En dépit de ses fragilités d’écriture et de mise en scène, ne s’échappant jamais des clous très balisés de la comédie romantique malgré la promesse d’un pitch à la After Hours, Elle & lui & le reste du monde charme grâce à ses deux interprètes : Galatea Bellugi et Victor Belmondo. 

La comédie romantique a-t-elle encore de l’avenir ? Le genre, si populaire dans les années 1990-2000, semble ces dernières années porté disparu.
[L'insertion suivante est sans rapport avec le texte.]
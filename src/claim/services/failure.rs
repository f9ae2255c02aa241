//! Partial-failure reporting for batch workflows.
//!
//! A batch stops at the first failed step. The resulting error records which
//! issues were fully processed beforehand, which issue was in flight, and the
//! tracker error that stopped it.

use super::WorkflowError;
use crate::claim::{
    domain::{IssueReference, WorkflowOutcome},
    ports::TrackerError,
};
use std::fmt;
use tracing::warn;

/// Workflow step that was being attempted when a batch stopped.
#[derive(Debug, Clone, Copy, PartialEq, Eq, Hash)]
pub enum FailedStep {
    /// Adding the claim label.
    AttachLabel,
    /// Listing existing comments.
    ListComments,
    /// Posting a comment.
    PostComment,
    /// Adding the assignee.
    AttachAssignee,
    /// Listing current assignees.
    ListAssignees,
    /// Removing current assignees.
    DetachAssignees,
    /// Removing the claim label.
    DetachLabel,
}

impl FailedStep {
    /// Returns the kind of resource the step targets.
    #[must_use]
    pub const fn target_type(self) -> &'static str {
        match self {
            Self::AttachLabel | Self::DetachLabel => "label",
            Self::ListComments => "comments",
            Self::PostComment => "comment",
            Self::AttachAssignee => "assignee",
            Self::ListAssignees | Self::DetachAssignees => "assignees",
        }
    }

    const fn verb(self) -> &'static str {
        match self {
            Self::AttachLabel | Self::PostComment | Self::AttachAssignee => "adding",
            Self::ListComments | Self::ListAssignees => "reading",
            Self::DetachAssignees | Self::DetachLabel => "removing",
        }
    }

    const fn preposition(self) -> &'static str {
        match self {
            Self::AttachLabel | Self::PostComment | Self::AttachAssignee => "to",
            Self::ListComments | Self::ListAssignees => "of",
            Self::DetachAssignees | Self::DetachLabel => "from",
        }
    }

    const fn is_collective(self) -> bool {
        matches!(
            self,
            Self::ListComments | Self::ListAssignees | Self::DetachAssignees
        )
    }
}

/// Structured description of a batch that stopped partway through.
#[derive(Debug, Clone)]
pub struct PartialFailure {
    completed: Vec<IssueReference>,
    failed_at: IssueReference,
    step: FailedStep,
    target_name: Option<String>,
    cause: TrackerError,
}

impl PartialFailure {
    /// Issues fully processed before the failure, in order.
    #[must_use]
    pub fn completed(&self) -> &[IssueReference] {
        &self.completed
    }

    /// Issue whose step failed. It may be partially modified.
    #[must_use]
    pub const fn failed_at(&self) -> &IssueReference {
        &self.failed_at
    }

    /// Step that failed.
    #[must_use]
    pub const fn step(&self) -> FailedStep {
        self.step
    }

    /// Name of the label or login the step targeted, if any.
    #[must_use]
    pub fn target_name(&self) -> Option<&str> {
        self.target_name.as_deref()
    }

    /// Tracker error that stopped the batch.
    #[must_use]
    pub const fn cause(&self) -> &TrackerError {
        &self.cause
    }

    fn target_phrase(&self) -> String {
        let target_type = self.step.target_type();
        if self.step.is_collective() {
            return format!("the {target_type}");
        }
        match &self.target_name {
            Some(name) => format!("the '{name}' {target_type}"),
            None => format!("a {target_type}"),
        }
    }
}

impl fmt::Display for PartialFailure {
    fn fmt(&self, f: &mut fmt::Formatter<'_>) -> fmt::Result {
        if !self.completed.is_empty() {
            let updated = self
                .completed
                .iter()
                .map(ToString::to_string)
                .collect::<Vec<_>>()
                .join(", ");
            write!(
                f,
                "Operation partially succeeded and the following issues were updated: {updated}. "
            )?;
        }
        write!(
            f,
            "There was an error {} {} {} {}: {}.",
            self.step.verb(),
            self.target_phrase(),
            self.step.preposition(),
            self.failed_at,
            self.cause
        )
    }
}

impl std::error::Error for PartialFailure {
    fn source(&self) -> Option<&(dyn std::error::Error + 'static)> {
        Some(&self.cause)
    }
}

/// Builds the error for a step that failed on `failed_at`.
///
/// `progress` holds only issues whose every step succeeded, so the in-flight
/// issue is never listed as updated.
#[must_use]
pub fn partial_failure(
    progress: &WorkflowOutcome,
    failed_at: &IssueReference,
    step: FailedStep,
    target_name: Option<&str>,
    cause: TrackerError,
) -> WorkflowError {
    warn!(
        issue = %failed_at,
        ?step,
        completed = progress.completed().len(),
        error = %cause,
        "workflow step failed; aborting batch"
    );
    WorkflowError::PartialFailure(Box::new(PartialFailure {
        completed: progress.completed().to_vec(),
        failed_at: failed_at.clone(),
        step,
        target_name: target_name.map(str::to_owned),
        cause,
    }))
}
Pourtant, quelques exceptions tentent de renouveler les jeux de l’amour et de l’humour sur grand écran – citons le récent Tout sauf toi, et surtout la dynamite de Monia Chokri Simple comme Sylvain de l’autre côté de l’Atlantique. En France, où le genre, avouons-le, n’a jamais crevé l’écran, les lignes bougent aussi. De jeunes cinéastes indépendants tendent à se réapproprier ce genre longtemps mal-aimé, on pense notamment à un récent appel à projets du CNC pour ce type de films qui aura aidé au financement des pépites Le Syndrome des amours passées et Les Reines du drame (en salles le 18/12). Bon, disons-le tout de suite, s’il s’inscrit dans ce mouvement, Elle & lui & le reste du monde d’Emmanuelle Belohradsky (ancienne journaliste qui signe là son premier long-métrage) ne renouvelle pas vraiment les codes de la rom com. On y suit les pérégrinations d’un jeune homme un peu gauche, Marco, lors d’une nuit en plein Paris. Travaillant au service d’appels d’une société de réparation d'ascenseur, il tombe sous le charme de la voix d’une jeune femme en détresse qu’il décide d’aller secourir lui-même pour pallier le manque de techniciens. Si proches et si loin à la fois, se croiseront-ils avant le lever du jour ? Suspense… 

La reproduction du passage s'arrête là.